Can we get more healthcare for less?

It is possible that we'll get better quality healthcare in the future for less money. Looking at other countries, we see that more money does not necessarily lead to better outcomes. We might be able to get more from our existing pool of resources. This is something we are always trying to do and it will continue to be important regardless of the level of future spending.

About 80% of the total amount spent on healthcare in New Zealand is spent by the Government. Our publicly funded system acts as a social insurance model, pooling resources and spreading risk. Private health insurance can play a similar role, but it doesn't cater well for certain groups, including the elderly, the chronically ill, or those on low incomes. Systems like ours also typically perform better in terms of containing overall healthcare spending, because the Government can control the amount of funding that is made available.[72] While other countries may have a different mix of public and private spending, there seems to be no single approach that is clearly better than the alternatives.

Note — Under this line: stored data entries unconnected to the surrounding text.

//! Request validation and sanitization.
//!
//! Stateless structural checks applied to incoming fields before any handler
//! logic runs. Each validator returns a tagged result: the sanitized fields
//! on success, or a [`Error::Validation`] describing the first failed rule.

use crate::config::Config;
use crate::errors::{Error, Result};

/// Sanitized signup/login fields.
///
/// The username has been trimmed and HTML-escaped for storage and display.
/// The password is untouched: it is hashed, never rendered.
#[derive(Debug, Clone)]
pub struct Credentials {
    pub username: String,
    pub password: String,
}

/// Validate and sanitize a `{username, password}` pair.
pub fn validate_credentials(username: &str, password: &str, config: &Config) -> Result<Credentials> {
    let username = username.trim();
    if username.is_empty() || password.is_empty() {
        return Err(Error::Validation {
            message: "Username and password are required".to_string(),
        });
    }

    let username_rules = &config.auth.username;
    if username.chars().count() < username_rules.min_length || username.chars().count() > username_rules.max_length {
        return Err(Error::Validation {
            message: format!(
                "Username must be between {} and {} characters",
                username_rules.min_length, username_rules.max_length
            ),
        });
    }

    let password_rules = &config.auth.password;
    if password.chars().count() < password_rules.min_length {
        return Err(Error::Validation {
            message: format!("Password must be at least {} characters", password_rules.min_length),
        });
    }
    if password.chars().count() > password_rules.max_length {
        return Err(Error::Validation {
            message: format!("Password must be no more than {} characters", password_rules.max_length),
        });
    }

    Ok(Credentials {
        username: escape_html(username),
        password: password.to_string(),
    })
}

/// Maximum chat message length in characters.
pub const MAX_MESSAGE_LENGTH: usize = 1000;

/// Validate and sanitize the free-text chat message field.
///
/// The body must carry `message` as a string of at most
/// [`MAX_MESSAGE_LENGTH`] characters; the returned value is trimmed and
/// HTML-escaped.
pub fn validate_chat_message(body: &serde_json::Value) -> Result<String> {
    let message = match body.get("message") {
        Some(serde_json::Value::String(message)) => message,
        _ => {
            return Err(Error::Validation {
                message: "Message is required and must be a string".to_string(),
            });
        }
    };

    if message.chars().count() > MAX_MESSAGE_LENGTH {
        return Err(Error::Validation {
            message: format!("Message too long (max {MAX_MESSAGE_LENGTH} characters)"),
        });
    }

    Ok(escape_html(message.trim()))
}

/// HTML-escape a string for storage and display.
///
/// Replaces the same character set as the original deployment's sanitizer:
/// `& < > " ' \` /`.
pub fn escape_html(input: &str) -> String {
    let mut escaped = String::with_capacity(input.len());
    for c in input.chars() {
        match c {
            '&' => escaped.push_str("&amp;"),
            '<' => escaped.push_str("&lt;"),
            '>' => escaped.push_str("&gt;"),
            '"' => escaped.push_str("&quot;"),
            '\'' => escaped.push_str("&#x27;"),
            '`' => escaped.push_str("&#96;"),
            '/' => escaped.push_str("&#x2F;"),
            _ => escaped.push(c),
        }
    }
    escaped
}
pub mod auth;
pub mod chat;
pub mod pages;

use axum::{
    http::{StatusCode, header},
    response::{IntoResponse, Response},
};

/// A 302 redirect, as the browser-facing flows answer after form posts.
pub(crate) fn redirect_found(location: &str) -> Response {
    (StatusCode::FOUND, [(header::LOCATION, location.to_string())]).into_response()
}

In looking at how to get the best possible health outcomes from the money we spend, we could consider ways of organising healthcare differently - to increase efficiency and reorient the system to deal better with the rising proportion of chronic conditions like diabetes and age-related disabilities. We could think about the skill mix of the health workforce, allowing professionals such as nurses and pharmacists to take on some of the tasks previously performed by doctors. We could also consider providing healthcare for certain conditions in more cost-effective locations (such as community settings rather than hospitals). Creating the right incentives for healthcare providers to deliver better quality healthcare and manage costs will also be important.

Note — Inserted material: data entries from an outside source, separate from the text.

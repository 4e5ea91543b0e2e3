//! Password hashing, verification and legacy-plaintext detection.

use argon2::{
    Algorithm, Argon2, Params, Version,
    password_hash::{PasswordHash, PasswordHasher, PasswordVerifier, SaltString, rand_core::OsRng},
};

use crate::config::PasswordConfig;
use crate::errors::Error;

/// Tag prefix every credential produced by [`hash_string`] carries.
const HASH_TAG_PREFIX: &str = "$argon2";

/// Argon2 hashing parameters.
#[derive(Debug, Clone, Copy)]
pub struct Argon2Params {
    pub memory_kib: u32,
    pub iterations: u32,
    pub parallelism: u32,
}

impl Argon2Params {
    /// Create Argon2 instance with these parameters.
    fn to_argon2(self) -> Result<Argon2<'static>, Error> {
        let params = Params::new(self.memory_kib, self.iterations, self.parallelism, None).map_err(|e| Error::Internal {
            operation: format!("create argon2 params: {e}"),
        })?;

        Ok(Argon2::new(Algorithm::Argon2id, Version::V0x13, params))
    }
}

impl Default for Argon2Params {
    /// Secure defaults for production (Argon2id RFC recommendations)
    fn default() -> Self {
        Self {
            memory_kib: 19456, // 19 MB
            iterations: 2,
            parallelism: 1,
        }
    }
}

impl From<&PasswordConfig> for Argon2Params {
    fn from(config: &PasswordConfig) -> Self {
        Self {
            memory_kib: config.argon2_memory_kib,
            iterations: config.argon2_iterations,
            parallelism: config.argon2_parallelism,
        }
    }
}

/// Hash a password using Argon2 with a per-call random salt.
///
/// The output is a PHC string embedding the algorithm tag, parameters and
/// salt, so verification needs no side channel. Uses the provided parameters
/// or secure defaults if None.
pub fn hash_string_with_params(input: &str, params: Option<Argon2Params>) -> Result<String, Error> {
    let salt = SaltString::generate(&mut OsRng);
    let argon2 = if let Some(p) = params {
        p.to_argon2()?
    } else {
        Argon2Params::default().to_argon2()?
    };

    let hash = argon2.hash_password(input.as_bytes(), &salt).map_err(|e| Error::Internal {
        operation: format!("hash password: {e}"),
    })?;

    Ok(hash.to_string())
}

/// Hash a password using Argon2 with default secure parameters.
pub fn hash_string(input: &str) -> Result<String, Error> {
    hash_string_with_params(input, None)
}

/// Verify a password against a hash.
///
/// Note: Verification uses the parameters embedded in the hash itself.
pub fn verify_string(input: &str, hash: &str) -> Result<bool, Error> {
    let parsed_hash = PasswordHash::new(hash).map_err(|e| Error::Internal {
        operation: format!("parse password hash: {e}"),
    })?;

    // Verification always uses params from the hash
    let argon2 = Argon2::default();
    Ok(argon2.verify_password(input.as_bytes(), &parsed_hash).is_ok())
}

/// Whether stored credential material predates hash adoption.
///
/// True iff the stored value does not carry a recognized hash-algorithm tag
/// prefix. Legacy records are compared by direct equality at login and
/// upgraded in place on the first successful match.
pub fn is_legacy_plaintext(stored: &str) -> bool {
    !stored.starts_with(HASH_TAG_PREFIX)
}
//! Tracing initialization (fmt subscriber with env-filter).
//!
//! Log verbosity is controlled through the standard `RUST_LOG` environment
//! variable; the default level is `info`.

use tracing::info;
use tracing_subscriber::EnvFilter;
use tracing_subscriber::layer::SubscriberExt;
use tracing_subscriber::util::SubscriberInitExt;

/// Initialize structured logging for the process.
pub fn init_telemetry() -> anyhow::Result<()> {
    let env_filter = EnvFilter::try_from_default_env().unwrap_or_else(|_| EnvFilter::new("info"));

    tracing_subscriber::registry()
        .with(env_filter)
        .with(tracing_subscriber::fmt::layer())
        .try_init()?;

    info!("Telemetry initialized");
    Ok(())
}
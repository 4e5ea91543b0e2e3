use crate::store::errors::StoreError;
use axum::{
    http::StatusCode,
    response::{IntoResponse, Response},
};
use serde_json::json;
use thiserror::Error as ThisError;

#[derive(ThisError, Debug)]
pub enum Error {
    /// Malformed or out-of-bounds request data
    #[error("{message}")]
    Validation { message: String },

    /// Authentication required but not provided
    #[error("Not authenticated")]
    Unauthenticated { message: Option<String> },

    /// Client exceeded its request budget for the current window
    #[error("Too many requests")]
    RateLimited { message: String },

    /// The outbound call did not complete within its deadline
    #[error("Upstream request timed out")]
    Timeout,

    /// The upstream service answered with a non-success status
    #[error("Upstream service returned {status}")]
    Upstream { status: StatusCode },

    /// The upstream answered 2xx but the body did not carry the expected reply
    #[error("Upstream service returned an unusable response")]
    InvalidUpstreamResponse,

    /// A required external dependency is not configured
    #[error("{service} is not available")]
    ServiceUnavailable { service: String },

    /// Generic internal service error
    #[error("Failed to {operation}")]
    Internal { operation: String },

    /// Credential store operation error
    #[error(transparent)]
    Store(#[from] StoreError),

    /// Unexpected error with full context chain
    #[error(transparent)]
    Other(#[from] anyhow::Error),
}

impl Error {
    pub fn status_code(&self) -> StatusCode {
        match self {
            Error::Validation { .. } => StatusCode::BAD_REQUEST,
            Error::Unauthenticated { .. } => StatusCode::UNAUTHORIZED,
            Error::RateLimited { .. } => StatusCode::TOO_MANY_REQUESTS,
            Error::Timeout => StatusCode::REQUEST_TIMEOUT,
            Error::Upstream { status } => *status,
            Error::InvalidUpstreamResponse => StatusCode::INTERNAL_SERVER_ERROR,
            Error::ServiceUnavailable { .. } => StatusCode::INTERNAL_SERVER_ERROR,
            Error::Internal { .. } => StatusCode::INTERNAL_SERVER_ERROR,
            Error::Store(store_err) => match store_err {
                StoreError::NotFound => StatusCode::NOT_FOUND,
                StoreError::DuplicateUsername { .. } => StatusCode::CONFLICT,
                StoreError::Other(_) => StatusCode::INTERNAL_SERVER_ERROR,
            },
            Error::Other(_) => StatusCode::INTERNAL_SERVER_ERROR,
        }
    }

    /// Returns a user-safe error message, without leaking internal implementation details
    pub fn user_message(&self) -> String {
        match self {
            Error::Validation { message } => message.clone(),
            Error::Unauthenticated { message } => message.clone().unwrap_or_else(|| "Authentication required".to_string()),
            Error::RateLimited { message } => message.clone(),
            Error::Timeout => "Request timeout".to_string(),
            Error::Upstream { .. } => "AI service temporarily unavailable".to_string(),
            Error::InvalidUpstreamResponse => "Invalid response from AI service".to_string(),
            Error::ServiceUnavailable { service } => format!("{service} not available"),
            Error::Internal { .. } => "Internal server error".to_string(),
            Error::Store(store_err) => match store_err {
                StoreError::NotFound => "Resource not found".to_string(),
                StoreError::DuplicateUsername { .. } => "Username already exists".to_string(),
                StoreError::Other(_) => "Internal server error".to_string(),
            },
            Error::Other(_) => "Internal server error".to_string(),
        }
    }
}

impl IntoResponse for Error {
    fn into_response(self) -> Response {
        // Log full error details for debugging - different log levels based on severity
        match &self {
            Error::Store(StoreError::Other(_)) | Error::Internal { .. } | Error::Other(_) | Error::InvalidUpstreamResponse => {
                tracing::error!("Internal service error: {:#}", self);
            }
            Error::ServiceUnavailable { .. } => {
                tracing::error!("Dependency unavailable: {}", self);
            }
            Error::Upstream { status } => {
                tracing::warn!("Upstream error (status {}): {}", status, self);
            }
            Error::Timeout => {
                tracing::warn!("Upstream timeout: {}", self);
            }
            Error::Store(_) => {
                tracing::warn!("Store constraint error: {}", self);
            }
            Error::Unauthenticated { .. } => {
                tracing::info!("Authorization error: {}", self);
            }
            Error::Validation { .. } | Error::RateLimited { .. } => {
                tracing::debug!("Client error: {}", self);
            }
        }

        let status = self.status_code();
        let body = json!({ "error": self.user_message() });

        (status, axum::response::Json(body)).into_response()
    }
}

/// Convert from String errors (e.g., from external functions)
impl From<String> for Error {
    fn from(msg: String) -> Self {
        Error::Internal { operation: msg }
    }
}

/// Type alias for service operation results
pub type Result<T> = std::result::Result<T, Error>;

However, we should be careful not to view efficiency savings as an easy solution. Making significant savings in a system as complex as a public health system is a challenging task. We should not expect that this will be enough to meet future demand for extra spending.

Alternative treatment settings: an example from the Auckland region

Primary Options for Acute Care (POAC) is a service run by district health boards (DHBs) in the Auckland region as an alternative to acute hospital admissions. The aim is to help manage the demand for hospital beds in the Auckland, Counties Manukau and Waitemata DHB regions. A range of community services are provided at no cost to the patient (except the initial GP consultation). These include: diagnostic procedures (eg, X-Ray, Ultrasound, ECG), incision and drainage, GP or nurse home visits, and intravenous therapies (antibiotics/fluids). A standard requirement is that the patient would otherwise have been referred to hospital for an acute episode.

Studies of certain POAC interventions have found that the community-based setting for care is cost-effective. Patients are treated at a lower cost than would have been the case with hospital care.

An early evaluation found that 85% of patients were successfully kept out of hospital and reported high levels of satisfaction from general practitioners and patients.[73]

Notes

  • [71]The section "Healthcare" in Annex 1 of this Statement contains more detail about what is driving spending pressures in public healthcare. See also the Treasury (2013). Long-Term Health Projections and Policy Options. Background paper for the 2013 Statement on the Long-Term Fiscal Position. Available at www.treasury.govt.nz/government/longterm/fiscalposition/2013.
  • [72]Elizabeth Docteur and Howard Oxley (2003). Health-Care Systems: Lessons from the Reform Experience (No. 9) Paris: OECD.
  • [73]Harley Aish, Peter Didsbury, Paul Cressey, Janice Grigor, and Barry Gribben (2003). Primary Options for Acute Care: general practitioners using their skills to manage "avoidable admission" patients in the community. New Zealand Medical Journal, 116(1169).